DEV Community

agenthustler
agenthustler

Posted on

Medium Scraping: Extract Articles, Publications and Author Data

Medium has become one of the most influential content platforms on the web, hosting millions of articles across technology, business, science, self-improvement, and countless other topics. For researchers, content analysts, competitive intelligence teams, and data scientists, Medium represents a goldmine of structured knowledge waiting to be extracted.

In this comprehensive guide, we'll walk through how to scrape Medium effectively — covering article metadata, publication pages, clap counts, author profiles, and tag-based discovery. We'll look at Medium's underlying structure, write practical code examples in both Python and Node.js, and show how to scale your scraping with Apify.

Understanding Medium's Structure

Before writing a single line of scraping code, it helps to understand how Medium organizes its content. Medium's architecture revolves around several core entities:

Articles (Posts): The fundamental content unit. Each article has a unique URL slug, title, subtitle, body content (in a custom markup format), publication date, reading time, and engagement metrics (claps, responses).

Publications: Curated collections of articles managed by editorial teams. Publications like Better Programming, Towards Data Science, and The Startup aggregate content around specific themes. Each publication has its own homepage, archive, and contributor list.
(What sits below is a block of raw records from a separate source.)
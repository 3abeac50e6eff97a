//! Sync Engine - Orchestrates documentation synchronization
//!
//! Repositories are processed one at a time, and the files of a repository in
//! listing order. For each repository the engine lists the remote tree, loads the
//! change record, decides per candidate file whether to fetch it, writes fetched
//! files under the output directory and finally saves the updated record.
//!
//! Failures stay local: a failed file is marked in the record and the loop moves
//! on; a failed listing skips the repository without touching its record.

use anyhow::Result;
use std::collections::HashSet;
use std::path::PathBuf;
use std::sync::Arc;
use std::time::{Duration, Instant};
use tracing::{debug, error, info, warn};

use crate::decision::{decide, Decision};
use crate::exclusion::ExclusionConfig;
use crate::github::GitHubClient;
use crate::materialize::materialize;
use crate::record::{ChangeRecord, RecordStore, StalePolicy};
use crate::remote::{RemoteSource, TreeEntry};
use crate::repo::RepoId;
use crate::Config;

/// What happened to one repository during a run
#[derive(Debug, Clone)]
pub struct RepoReport {
    pub repo: RepoId,
    /// Set when the tree listing failed and the repository was skipped
    pub listing_error: Option<String>,
    /// Local files written this run
    pub fetched: Vec<PathBuf>,
    /// Paths that would have been fetched (dry run only)
    pub would_fetch: Vec<String>,
    pub up_to_date: usize,
    pub excluded: usize,
    /// Paths whose fetch or write failed, with the error
    pub failed: Vec<(String, String)>,
    /// Record entries removed by the prune policy
    pub pruned: usize,
    /// The listing was cut short upstream, so some files were not seen
    pub truncated: bool,
    pub record_saved: bool,
}

impl RepoReport {
    fn new(repo: RepoId) -> Self {
        Self {
            repo,
            listing_error: None,
            fetched: Vec::new(),
            would_fetch: Vec::new(),
            up_to_date: 0,
            excluded: 0,
            failed: Vec::new(),
            pruned: 0,
            truncated: false,
            record_saved: false,
        }
    }
}

/// Results from a complete sync operation
#[derive(Debug, Clone)]
pub struct SyncSummary {
    pub total_repositories: usize,
    pub fetched_files: usize,
    pub up_to_date_files: usize,
    pub excluded_files: usize,
    pub failed_files: usize,
    pub failed_listings: usize,
    pub duration: Duration,
    pub reports: Vec<RepoReport>,
}

/// The main sync engine that orchestrates documentation synchronization
pub struct SyncEngine {
    config: Arc<Config>,
    source: Box<dyn RemoteSource>,
    exclusions: ExclusionConfig,
    records: RecordStore,
    dry_run: bool,
}

impl SyncEngine {
    /// Create a sync engine backed by the GitHub API
    pub fn new(config: Config) -> Result<Self> {
        let client = GitHubClient::new(&config)?;
        Ok(Self::with_source(config, Box::new(client)))
    }

    /// Create a sync engine with an explicit remote source
    pub fn with_source(config: Config, source: Box<dyn RemoteSource>) -> Self {
        let exclusions = config.exclusions();
        debug!("Ignore entries configured for {} repositories", exclusions.len());
        let records = RecordStore::new(config.history_path());

        Self {
            config: Arc::new(config),
            source,
            exclusions,
            records,
            dry_run: false,
        }
    }

    /// Compute decisions without fetching, writing or saving anything
    pub fn dry_run(mut self, dry_run: bool) -> Self {
        self.dry_run = dry_run;
        self
    }

    /// Sync every configured repository in order
    pub async fn run_sync(&self) -> SyncSummary {
        let start_time = Instant::now();
        let repositories = self.config.repositories();

        info!(
            "Starting synchronization of {} repositories from {}",
            repositories.len(),
            self.source.provider_name()
        );

        let mut reports = Vec::with_capacity(repositories.len());
        for repo in &repositories {
            reports.push(self.sync_repository(repo).await);
        }

        let summary = compile_summary(reports, start_time.elapsed());

        info!(
            "Sync completed in {:.2}s: {} fetched, {} up to date, {} excluded, {} failed",
            summary.duration.as_secs_f64(),
            summary.fetched_files,
            summary.up_to_date_files,
            summary.excluded_files,
            summary.failed_files
        );

        summary
    }

    /// Run one repository pass: list, decide, fetch, save
    pub async fn sync_repository(&self, repo: &RepoId) -> RepoReport {
        let mut report = RepoReport::new(repo.clone());

        info!("Syncing repository: {}", repo);

        let listing = match self.source.list_tree(repo).await {
            Ok(listing) => listing,
            Err(e) => {
                error!("Skipping {}: {:#}", repo, e);
                report.listing_error = Some(format!("{:#}", e));
                return report;
            }
        };

        if listing.truncated {
            warn!("Tree listing for {} was truncated; some files were not seen", repo);
            report.truncated = true;
        }

        let mut history = self.records.load();
        let mut record = history.record(repo);

        let candidates: Vec<&TreeEntry> = listing
            .entries
            .iter()
            .filter(|entry| entry.is_candidate(&self.config.extension))
            .collect();

        debug!(
            "{} of {} objects in {} are candidates",
            candidates.len(),
            listing.entries.len(),
            repo
        );

        for entry in &candidates {
            self.process_entry(repo, entry, &mut record, &mut report).await;
        }

        if self.dry_run {
            return report;
        }

        if self.config.stale_policy() == StalePolicy::Prune {
            let live: HashSet<&str> = candidates.iter().map(|entry| entry.path.as_str()).collect();
            let pruned = record.prune(&live);
            for path in &pruned {
                debug!("Pruned record entry for {}", path);
            }
            report.pruned = pruned.len();
        }

        let pending = record.iter().filter(|(_, entry)| entry.is_failed()).count();
        if pending > 0 {
            debug!("{} entries in {} will be retried next run", pending, repo);
        }

        history.set_record(repo, record);
        match self.records.save(&history) {
            Ok(()) => report.record_saved = true,
            Err(e) => error!("Failed to save change record for {}: {:#}", repo, e),
        }

        report
    }

    pub fn config(&self) -> &Config {
        &self.config
    }

    /// Decide on one candidate and act on the decision
    async fn process_entry(
        &self,
        repo: &RepoId,
        entry: &TreeEntry,
        record: &mut ChangeRecord,
        report: &mut RepoReport,
    ) {
        let decision = decide(
            &self.exclusions,
            repo,
            &entry.path,
            &entry.content_id,
            record,
        );

        match decision {
            Decision::SkipExcluded => {
                info!("Ignoring file: {}", entry.path);
                report.excluded += 1;
            }
            Decision::SkipCurrent => {
                info!("Skipping file: {} (already up to date)", entry.path);
                report.up_to_date += 1;
            }
            Decision::Fetch(reason) if self.dry_run => {
                info!("Would download file: {} ({:?})", entry.path, reason);
                report.would_fetch.push(entry.path.clone());
            }
            Decision::Fetch(reason) => {
                info!("Downloading file: {} ({:?})", entry.path, reason);

                match self.fetch_and_materialize(repo, entry).await {
                    Ok(written) => {
                        info!("File downloaded: {}", written.display());
                        record.mark_synced(entry.path.as_str(), entry.content_id.as_str());
                        report.fetched.push(written);
                    }
                    Err(e) => {
                        error!("Failed to sync {} from {}: {:#}", entry.path, repo, e);
                        record.mark_failed(entry.path.as_str());
                        report.failed.push((entry.path.clone(), format!("{:#}", e)));
                    }
                }
            }
        }
    }

    async fn fetch_and_materialize(&self, repo: &RepoId, entry: &TreeEntry) -> Result<PathBuf> {
        let content = self.source.fetch(entry).await?;

        if content.is_empty() {
            warn!("{} in {} is empty", entry.path, repo);
        }

        materialize(&self.config.output_dir(), repo, &entry.path, &content).await
    }
}

/// Compile sync summary from per-repository reports
fn compile_summary(reports: Vec<RepoReport>, duration: Duration) -> SyncSummary {
    let mut summary = SyncSummary {
        total_repositories: reports.len(),
        fetched_files: 0,
        up_to_date_files: 0,
        excluded_files: 0,
        failed_files: 0,
        failed_listings: 0,
        duration,
        reports: Vec::new(),
    };

    for report in &reports {
        summary.fetched_files += report.fetched.len();
        summary.up_to_date_files += report.up_to_date;
        summary.excluded_files += report.excluded;
        summary.failed_files += report.failed.len();
        if report.listing_error.is_some() {
            summary.failed_listings += 1;
        }
    }

    summary.reports = reports;
    summary
}
//! Common test utilities and helpers for mdsync tests
#![allow(dead_code)]

use base64::engine::general_purpose::STANDARD as BASE64;
use base64::Engine as _;
use serde_json::{json, Value};
use std::path::PathBuf;
use tempfile::TempDir;
use wiremock::matchers::{method, path, query_param};
use wiremock::{Mock, MockServer, ResponseTemplate};

use mdsync::Config;

/// Temporary output and history locations for one test
pub struct TestEnvironment {
    pub temp_dir: TempDir,
}

impl TestEnvironment {
    pub fn new() -> Self {
        Self {
            temp_dir: TempDir::new().expect("Failed to create temp dir"),
        }
    }

    pub fn output_dir(&self) -> PathBuf {
        self.temp_dir.path().join("docs")
    }

    pub fn history_path(&self) -> PathBuf {
        self.temp_dir.path().join("history.json")
    }

    /// Config pointing at `server` with output and history inside the temp dir
    pub fn config(&self, server: &MockServer, repos: &[&str]) -> Config {
        Config {
            access_token: Some("test-token".to_string()),
            repos: repos.iter().map(|r| r.to_string()).collect(),
            output: self.output_dir().to_string_lossy().into_owned(),
            history: self.history_path().to_string_lossy().into_owned(),
            api_url: server.uri(),
            ..Default::default()
        }
    }
}

/// One file served by the mock GitHub API
#[derive(Debug, Clone)]
pub struct MockFile {
    pub path: String,
    pub sha: String,
    pub content: String,
}

impl MockFile {
    pub fn new(path: &str, sha: &str, content: &str) -> Self {
        Self {
            path: path.to_string(),
            sha: sha.to_string(),
            content: content.to_string(),
        }
    }
}

/// Mock repository on the GitHub API surface used by mdsync
#[derive(Debug, Clone)]
pub struct MockRepository {
    pub full_name: String,
    pub files: Vec<MockFile>,
    pub directories: Vec<String>,
}

impl MockRepository {
    pub fn new(full_name: &str) -> Self {
        Self {
            full_name: full_name.to_string(),
            files: Vec::new(),
            directories: Vec::new(),
        }
    }

    pub fn with_file(mut self, path: &str, sha: &str, content: &str) -> Self {
        self.files.push(MockFile::new(path, sha, content));
        self
    }

    pub fn with_directory(mut self, path: &str) -> Self {
        self.directories.push(path.to_string());
        self
    }

    fn blob_path(&self, sha: &str) -> String {
        format!("/repos/{}/git/blobs/{}", self.full_name, sha)
    }

    /// Tree listing body as returned by `git/trees/HEAD?recursive=1`
    pub fn tree_body(&self, server: &MockServer) -> Value {
        let mut tree: Vec<Value> = self
            .directories
            .iter()
            .map(|dir| json!({"path": dir, "mode": "040000", "type": "tree", "sha": "d0"}))
            .collect();

        tree.extend(self.files.iter().map(|file| {
            json!({
                "path": file.path,
                "mode": "100644",
                "type": "blob",
                "sha": file.sha,
                "size": file.content.len(),
                "url": format!("{}{}", server.uri(), self.blob_path(&file.sha)),
            })
        }));

        json!({"sha": "root", "tree": tree, "truncated": false})
    }

    /// Mount the tree listing mock
    pub async fn mount_tree(&self, server: &MockServer) {
        Mock::given(method("GET"))
            .and(path(format!("/repos/{}/git/trees/HEAD", self.full_name)))
            .and(query_param("recursive", "1"))
            .respond_with(ResponseTemplate::new(200).set_body_json(self.tree_body(server)))
            .mount(server)
            .await;
    }

    /// Mount one blob mock per Markdown file, each expected to be fetched `times` times
    pub async fn mount_blobs(&self, server: &MockServer, times: u64) {
        for file in self.files.iter().filter(|f| f.path.ends_with(".md")) {
            Mock::given(method("GET"))
                .and(path(self.blob_path(&file.sha)))
                .respond_with(ResponseTemplate::new(200).set_body_json(json!({
                    "sha": file.sha,
                    "encoding": "base64",
                    "content": BASE64.encode(file.content.as_bytes()),
                })))
                .expect(times)
                .mount(server)
                .await;
        }
    }
}

/// Mount a tree listing that answers with `status`
pub async fn mount_tree_error(server: &MockServer, full_name: &str, status: u16) {
    Mock::given(method("GET"))
        .and(path(format!("/repos/{}/git/trees/HEAD", full_name)))
        .respond_with(
            ResponseTemplate::new(status).set_body_json(json!({"message": "Bad credentials"})),
        )
        .mount(server)
        .await;
}

/// Assertion helpers for test validation
pub fn assert_contains_all(text: &str, expected: &[&str]) {
    for item in expected {
        assert!(
            text.contains(item),
            "Expected text to contain '{}', but it didn't. Text: {}",
            item,
            text
        );
    }
}
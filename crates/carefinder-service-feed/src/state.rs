//! Application state shared across handlers.

use carefinder_lib::{Error as LibError, ProviderStore};
use thiserror::Error;

use crate::config::ServiceConfig;

/// Error during application state initialization.
#[derive(Debug, Error)]
pub enum AppStateError {
    /// The provider database could not be opened.
    #[error("failed to open provider database: {0}")]
    Connect(#[source] LibError),

    /// The providers schema could not be prepared.
    #[error("failed to prepare provider schema: {0}")]
    Schema(#[source] LibError),
}

/// Shared state for axum handlers.
///
/// Cheaply cloneable: the store wraps a reference-counted, bounded pool, so
/// every in-flight request shares the same connections.
#[derive(Clone)]
pub struct AppState {
    store: ProviderStore,
}

impl AppState {
    /// Wrap an already-connected store (used by tests).
    pub fn new(store: ProviderStore) -> Self {
        Self { store }
    }

    /// Connect the bounded pool and prepare the schema.
    pub async fn init(config: &ServiceConfig) -> Result<Self, AppStateError> {
        let store = ProviderStore::connect(&config.database_url, config.max_connections)
            .await
            .map_err(AppStateError::Connect)?;
        store.init_schema().await.map_err(AppStateError::Schema)?;
        Ok(Self { store })
    }

    /// Access the provider store.
    pub fn store(&self) -> &ProviderStore {
        &self.store
    }
}
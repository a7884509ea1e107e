//! Health check handler.

use axum::Json;
use serde::Serialize;

/// Health probe response body.
#[derive(Debug, Clone, Copy, Serialize)]
pub struct HealthStatus {
    /// True while the process can serve requests.
    pub ok: bool,
}

/// `GET /health` -- liveness probe.
///
/// Always returns 200 with `{"ok":true}`. It reports process liveness only
/// and does not touch the database; a broken store surfaces on `/map_feed`
/// instead.
pub async fn health() -> Json<HealthStatus> {
    Json(HealthStatus { ok: true })
}
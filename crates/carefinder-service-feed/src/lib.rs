//! CareFinder map feed HTTP microservice.
//!
//! Thin-handler pattern: all lookup and formatting logic lives in
//! `carefinder-lib`; this crate provides HTTP glue only -- router assembly,
//! environment configuration, logging bootstrap, and status code mapping.
//!
//! # Endpoints
//!
//! - `GET /map_feed` - filtered provider lookup shaped for the map renderer
//! - `GET /health` - liveness probe

#![deny(warnings)]

pub mod config;
pub mod feed;
pub mod health;
pub mod logging;
pub mod state;

pub use config::ServiceConfig;
pub use state::{AppState, AppStateError};

use axum::routing::get;
use axum::Router;
use tower_http::cors::CorsLayer;
use tower_http::trace::TraceLayer;

/// Build the service router with all routes and layers attached.
///
/// The feed is consumed cross-origin by the external renderer, so CORS is
/// permissive.
pub fn app(state: AppState) -> Router {
    Router::new()
        .route("/map_feed", get(feed::map_feed))
        .route("/health", get(health::health))
        .layer(TraceLayer::new_for_http())
        .layer(CorsLayer::permissive())
        .with_state(state)
}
Authors (Users): Individual writers with profile pages showing their bio, follower count, published articles, and engagement history.

Tags: Medium's categorization system. Tags like "machine-learning," "javascript," or "startup" group related articles together and power Medium's recommendation engine.

Responses: Medium's comment system, where responses are themselves full articles linked to a parent post.

Medium's URL Patterns

Understanding URL patterns is crucial for building efficient scrapers:

# Article URL patterns
https://medium.com/@username/article-slug-hexid
https://medium.com/publication-name/article-slug-hexid
https://username.medium.com/article-slug-hexid

# Author profile
https://medium.com/@username

# Publication homepage
https://medium.com/publication-name

# Tag page
https://medium.com/tag/javascript

# Publication archive
https://medium.com/publication-name/archive
Enter fullscreen mode Exit fullscreen mode

Each article URL ends with a hexadecimal ID (typically 12 characters) that uniquely identifies the post in Medium's database.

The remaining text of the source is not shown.